## PROBLEM DESCRIPTION:
Copy, from the listing, every line in which the string "label" is present.

====

use std::panic::{AssertUnwindSafe, catch_unwind};

use chrono::{DateTime, Utc};
use stagehand_types::{
    ClearContext, ClearOrigin, CoordinatorError, JoinPolicy, Key, TaskId, TaskKind, TaskResult,
};

/// Completion continuation. Invoked once, by reference to the shared
/// outcome, when the wrapped payload finishes naturally.
pub type CompleteHook<V> = Box<dyn FnOnce(&TaskResult<V>) + Send>;

/// Cancel hook. Invoked at most once, with the context describing the clear.
pub type ClearHook = Box<dyn FnOnce(&ClearContext) + Send>;

/// Destroys the underlying primitive (aborts the task, detaches the
/// handler, terminates the worker). `Err` means the primitive offered no
/// destructor; the registry entry is gone either way.
pub type Destructor =
    Box<dyn FnOnce(TaskId, &ClearContext) -> Result<(), CoordinatorError> + Send>;

/// The in-registry record for one live task.
///
/// Group membership is implicit: a link belongs to whichever `LocalCache`
/// holds it. Hook vectors are ordered; they fire in registration order.
pub struct Link<V> {
    pub id: TaskId,
    pub kind: TaskKind,
    /// Display name for diagnostics and `MissingDestructor` messages.
    pub name: Option<String>,
    pub label: Option<Key>,
    pub join: JoinPolicy,
    /// Interval-like tasks never self-remove on callback fire.
    pub interval: bool,
    pub registered_at: DateTime<Utc>,
    on_complete: Vec<CompleteHook<V>>,
    on_clear: Vec<ClearHook>,
    destructor: Option<Destructor>,
    /// Length of the replacement chain this link has absorbed. Bounds
    /// forwarding: see [`crate::store::FORWARD_CAP`].
    hops: usize,
}

impl<V> Link<V> {
    pub fn new(id: TaskId, kind: TaskKind) -> Self {
        Self {
            id,
            kind,
            name: None,
            label: None,
            join: JoinPolicy::default(),
            interval: false,
            registered_at: Utc::now(),
            on_complete: Vec::new(),
            on_clear: Vec::new(),
            destructor: None,
            hops: 0,
        }
    }

    pub fn with_name(mut self, name: impl Into<String>) -> Self {
        self.name = Some(name.into());
        self
    }

    pub fn with_label(mut self, label: Key) -> Self {
        self.label = Some(label);
        self
    }

    pub fn with_join(mut self, join: JoinPolicy) -> Self {
        self.join = join;
        self
    }

    pub fn with_interval(mut self, interval: bool) -> Self {
        self.interval = interval;
        self
    }

    pub fn push_complete(&mut self, hook: CompleteHook<V>) {
        self.on_complete.push(hook);
    }

    pub fn push_clear(&mut self, hook: ClearHook) {
        self.on_clear.push(hook);
    }

    pub fn set_destructor(&mut self, destructor: Destructor) {
        self.destructor = Some(destructor);
    }

    /// Detach the destructor so it can run after hook forwarding consumed
    /// the link. The destructor always runs on the clear path, forwarded or
    /// not.
    pub fn take_destructor(&mut self) -> Option<Destructor> {
        self.destructor.take()
    }

    /// Replacement chain length absorbed so far.
    pub fn hops(&self) -> usize {
        self.hops
    }

    /// Move another link's hooks onto this one, in their original order.
    ///
    /// This is the forwarding primitive: the absorbed link's waiters resolve
    /// with this link's completion, and its cancel hooks fire if this link
    /// is cleared in turn. `depth` is the chain length behind the absorbed
    /// link, successor (this link) included.
    pub fn absorb_hooks(&mut self, from: &mut Link<V>, depth: usize) {
        self.on_complete.append(&mut from.on_complete);
        self.on_clear.append(&mut from.on_clear);
        self.hops = self.hops.max(depth);
    }

    /// Adopt hook vectors from a `Share` join or a bridge attach.
    pub fn adopt(&mut self, complete: Vec<CompleteHook<V>>, clear: Vec<ClearHook>) {
        self.on_complete.extend(complete);
        self.on_clear.extend(clear);
    }

    /// Fire completion continuations in registration order, consuming the
    /// link. The destructor is dropped unrun: natural completion and
    /// destruction are mutually exclusive exits.
    pub fn fire_complete(mut self, outcome: &TaskResult<V>) {
        for hook in self.on_complete.drain(..) {
            hook(outcome);
        }
    }

    /// Detach the hook vectors and destructor for a clear, consuming the
    /// link. Completion hooks are dropped: they only run on natural
    /// completion.
    pub fn into_clear_parts(self) -> (Vec<ClearHook>, Option<Destructor>) {
        (self.on_clear, self.destructor)
    }

    /// Build the context delivered to this link's clear hooks and destructor.
    pub fn clear_context(
        &self,
        group: Option<&Key>,
        origin: ClearOrigin,
        reason: Option<String>,
        replaced_by: Option<TaskId>,
    ) -> ClearContext {
        ClearContext {
            id: self.id,
            kind: self.kind,
            label: self.label.clone(),
            group: group.cloned(),
            name: self.name.clone(),
            origin,
            reason,
            replaced_by,
            forward_depth: if replaced_by.is_some() {
                self.hops + 1
            } else {
                0
            },
        }
    }
}

/// Run clear hooks in registration order, containing panics.
///
/// A panic in one hook must not prevent later hooks or the destructor from
/// running. Panic payloads are reported through `tracing::error` after the
/// sweep; nothing is rethrown, so the clear path stays infallible.
pub fn fire_clear_hooks(hooks: Vec<ClearHook>, ctx: &ClearContext) {
    let mut panics = Vec::new();
    for hook in hooks {
        if let Err(payload) = catch_unwind(AssertUnwindSafe(|| hook(ctx))) {
            panics.push(payload);
        }
    }
    for payload in panics {
        let message = payload
            .downcast_ref::<&str>()
            .map(|s| (*s).to_owned())
            .or_else(|| payload.downcast_ref::<String>().cloned())
            .unwrap_or_else(|| "non-string panic payload".to_owned());
        tracing::error!(task = %ctx.describe(), %message, "clear hook panicked");
    }
}

#[cfg(test)]
mod tests {
    use std::sync::Arc;
    use std::sync::atomic::{AtomicUsize, Ordering};

    use stagehand_types::ClearOrigin;

    use super::*;

    fn link(tag: u64) -> Link<u32> {
        Link::new(TaskId::new(tag), TaskKind::Timeout)
    }

    #[test]
    fn fire_complete_runs_hooks_in_registration_order() {
        let order = Arc::new(std::sync::Mutex::new(Vec::new()));
        let mut l = link(1);
        for tag in ["first", "second", "third"] {
            let order = order.clone();
            l.push_complete(Box::new(move |_| order.lock().unwrap().push(tag)));
        }

        l.fire_complete(&Ok(Some(7)));

        assert_eq!(*order.lock().unwrap(), vec!["first", "second", "third"]);
    }

    #[test]
    fn absorb_hooks_moves_both_vectors_and_raises_hops() {
        let fired = Arc::new(AtomicUsize::new(0));
        let mut from = link(1);
        let fired_c = fired.clone();
        from.push_complete(Box::new(move |_| {
            fired_c.fetch_add(1, Ordering::SeqCst);
        }));
        let fired_c = fired.clone();
        from.push_clear(Box::new(move |_| {
            fired_c.fetch_add(10, Ordering::SeqCst);
        }));

        let mut succ = link(2);
        succ.absorb_hooks(&mut from, 3);
        assert_eq!(succ.hops(), 3);

        // The absorbed waiter resolves with the successor's completion.
        succ.fire_complete(&Ok(None));
        assert_eq!(fired.load(Ordering::SeqCst), 1);
    }

    #[test]
    fn absorb_hooks_never_lowers_hops() {
        let mut succ = link(2);
        succ.absorb_hooks(&mut link(1), 5);
        succ.absorb_hooks(&mut link(3), 2);
        assert_eq!(succ.hops(), 5);
    }

    #[test]
    fn clear_context_counts_forward_depth_only_on_replacement() {
        let mut l = link(4);
        l.absorb_hooks(&mut link(1), 2);

        let plain = l.clear_context(None, ClearOrigin::Clear, None, None);
        assert_eq!(plain.forward_depth, 0);

        let replaced = l.clear_context(
            None,
            ClearOrigin::Replacement,
            None,
            Some(TaskId::new(9)),
        );
        assert_eq!(replaced.forward_depth, 3);
        assert_eq!(replaced.replaced_by, Some(TaskId::new(9)));
    }

    #[test_log::test]
    fn panicking_clear_hook_does_not_stop_later_hooks() {
        let fired = Arc::new(AtomicUsize::new(0));
        let mut l = link(5);
        l.push_clear(Box::new(|_| panic!("first hook exploded")));
        let fired_c = fired.clone();
        l.push_clear(Box::new(move |_| {
            fired_c.fetch_add(1, Ordering::SeqCst);
        }));

        let ctx = l.clear_context(None, ClearOrigin::Clear, None, None);
        let (hooks, _) = l.into_clear_parts();
        fire_clear_hooks(hooks, &ctx);

        assert_eq!(fired.load(Ordering::SeqCst), 1);
    }
}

====

## REPLY TO THE TASK:
    pub label: Option<Key>,
            label: None,
    pub fn with_label(mut self, label: Key) -> Self {
        self.label = Some(label);
            label: self.label.clone(),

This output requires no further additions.